Task:
Return only the lines of the listing below that run from the line with "Deactivate every slot" through the line with "Deactivate active pipes", both ends included, exactly as written.

Content starts

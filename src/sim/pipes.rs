//! Pipe pairs and the fixed-capacity pipe pool
//!
//! Slots are reused in place: a pipe never changes index while it is active,
//! and spawning when every slot is busy overwrites the slot under the cursor.

use rand::Rng;
use serde::{Deserialize, Serialize};

use super::rect::Rect;
use crate::consts::POOL_CAPACITY;
use crate::tuning::Tuning;

/// A top and bottom pipe sharing one x coordinate
#[derive(Debug, Clone, Copy, PartialEq, Default, Serialize, Deserialize)]
pub struct Pipe {
    pub top: Rect,
    pub bottom: Rect,
    /// Distance from the top of the world to the gap
    pub gap_y: f32,
    pub gap_size: f32,
    pub active: bool,
    /// Set once the bird has passed this pipe
    pub scored: bool,
}

impl Pipe {
    /// Build a pipe pair at `x` for a world of the given height
    pub fn new(x: f32, width: f32, gap_y: f32, gap_size: f32, world_height: f32) -> Self {
        let bottom_y = gap_y + gap_size;
        Self {
            top: Rect::new(x, 0.0, width, gap_y),
            bottom: Rect::new(x, bottom_y, width, world_height - bottom_y),
            gap_y,
            gap_size,
            active: true,
            scored: false,
        }
    }

    #[inline]
    pub fn x(&self) -> f32 {
        self.top.x
    }

    #[inline]
    pub fn width(&self) -> f32 {
        self.top.w
    }

    /// Horizontal center, the line the bird must cross to score
    #[inline]
    pub fn center_x(&self) -> f32 {
        self.top.center_x()
    }

    pub fn advance(&mut self, dx: f32) {
        self.top.x -= dx;
        self.bottom.x -= dx;
    }

    /// Fully scrolled past the left edge
    pub fn is_offscreen(&self) -> bool {
        self.top.right() < 0.0
    }

    /// True if `rect` overlaps either half
    pub fn collides(&self, rect: &Rect) -> bool {
        rect.intersects(&self.top) || rect.intersects(&self.bottom)
    }
}

/// Ring buffer of pipe slots with an insertion cursor
#[derive(Debug, Clone, PartialEq, Serialize, Deserialize)]
pub struct PipePool {
    slots: [Pipe; POOL_CAPACITY],
    cursor: usize,
}

impl Default for PipePool {
    fn default() -> Self {
        Self::new()
    }
}

impl PipePool {
    pub fn new() -> Self {
        Self {
            slots: [Pipe::default(); POOL_CAPACITY],
            cursor: 0,
        }
    }

    /// Index the next claim starts searching from
    pub fn cursor(&self) -> usize {
        self.cursor
    }

    pub fn slots_mut(&mut self) -> &mut [Pipe] {
        &mut self.slots
    }

    pub fn get(&self, index: usize) -> Option<&Pipe> {
        self.slots.get(index)
    }

    /// Active pipes with their slot index, in slot order
    pub fn iter_active(&self) -> impl Iterator<Item = (usize, &Pipe)> {
        self.slots.iter().enumerate().filter(|(_, p)| p.active)
    }

    pub fn active_count(&self) -> usize {
        self.slots.iter().filter(|p| p.active).count()
    }

    pub fn is_empty(&self) -> bool {
        self.active_count() == 0
    }

    /// Spawn a pipe pair at the right edge with a random gap.
    ///
    /// Gap size is drawn from `[min_gap, max_gap]`, then the gap's top from
    /// `[gap_margin, world_height - gap_margin - gap_size]`, both as whole
    /// pixels. Returns the claimed slot.
    pub fn spawn<R: Rng>(&mut self, rng: &mut R, tuning: &Tuning) -> usize {
        let gap_size = rng.random_range(tuning.min_gap..=tuning.max_gap);
        let min_y = tuning.gap_margin;
        let max_y = (tuning.world_height as u32)
            .saturating_sub(tuning.gap_margin + gap_size)
            .max(min_y);
        let gap_y = rng.random_range(min_y..=max_y);

        self.spawn_with_gap(gap_y as f32, gap_size as f32, tuning)
    }

    /// Spawn a pipe pair at the right edge with an explicit gap
    pub fn spawn_with_gap(&mut self, gap_y: f32, gap_size: f32, tuning: &Tuning) -> usize {
        let index = self.claim_slot();
        self.slots[index] = Pipe::new(
            tuning.world_width,
            tuning.pipe_width,
            gap_y,
            gap_size,
            tuning.world_height,
        );
        log::debug!("Pipe spawned in slot {index}: gap_y={gap_y}, gap_size={gap_size}");
        index
    }

    /// Pick the slot for the next pipe and advance the cursor past it.
    ///
    /// First inactive slot at or after the cursor (wrapping); if all are
    /// active, the slot under the cursor is overwritten.
    fn claim_slot(&mut self) -> usize {
        let found = (0..POOL_CAPACITY)
            .map(|offset| (self.cursor + offset) % POOL_CAPACITY)
            .find(|&i| !self.slots[i].active);

        let index = match found {
            Some(i) => i,
            None => {
                log::debug!("Pipe pool full, recycling slot {}", self.cursor);
                self.cursor % POOL_CAPACITY
            }
        };

        self.cursor = (index + 1) % POOL_CAPACITY;
        index
    }

    /// Scroll every active pipe left and retire the ones that left the screen
    pub fn advance_and_retire(&mut self, dt: f32, speed: f32) {
        let dx = speed * dt;
        for pipe in self.slots.iter_mut().filter(|p| p.active) {
            pipe.advance(dx);
            if pipe.is_offscreen() {
                pipe.active = false;
            }
        }
    }

    /// Deactivate every slot
    pub fn clear_all(&mut self) {
        for pipe in &mut self.slots {
            pipe.active = false;
            pipe.scored = false;
        }
    }

    /// Deactivate active pipes overlapping the column `[left, right]`.
    /// Returns how many were removed.
    pub fn clear_column(&mut self, left: f32, right: f32) -> usize {
        let mut removed = 0;
        for pipe in self.slots.iter_mut().filter(|p| p.active) {
            if pipe.x() < right && pipe.top.right() > left {
                pipe.active = false;
                removed += 1;
            }
        }
        removed
    }
}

Content ends

Finished exercise:
    /// Deactivate every slot
    pub fn clear_all(&mut self) {
        for pipe in &mut self.slots {
            pipe.active = false;
            pipe.scored = false;
        }
    }

    /// Deactivate active pipes overlapping the column `[left, right]`.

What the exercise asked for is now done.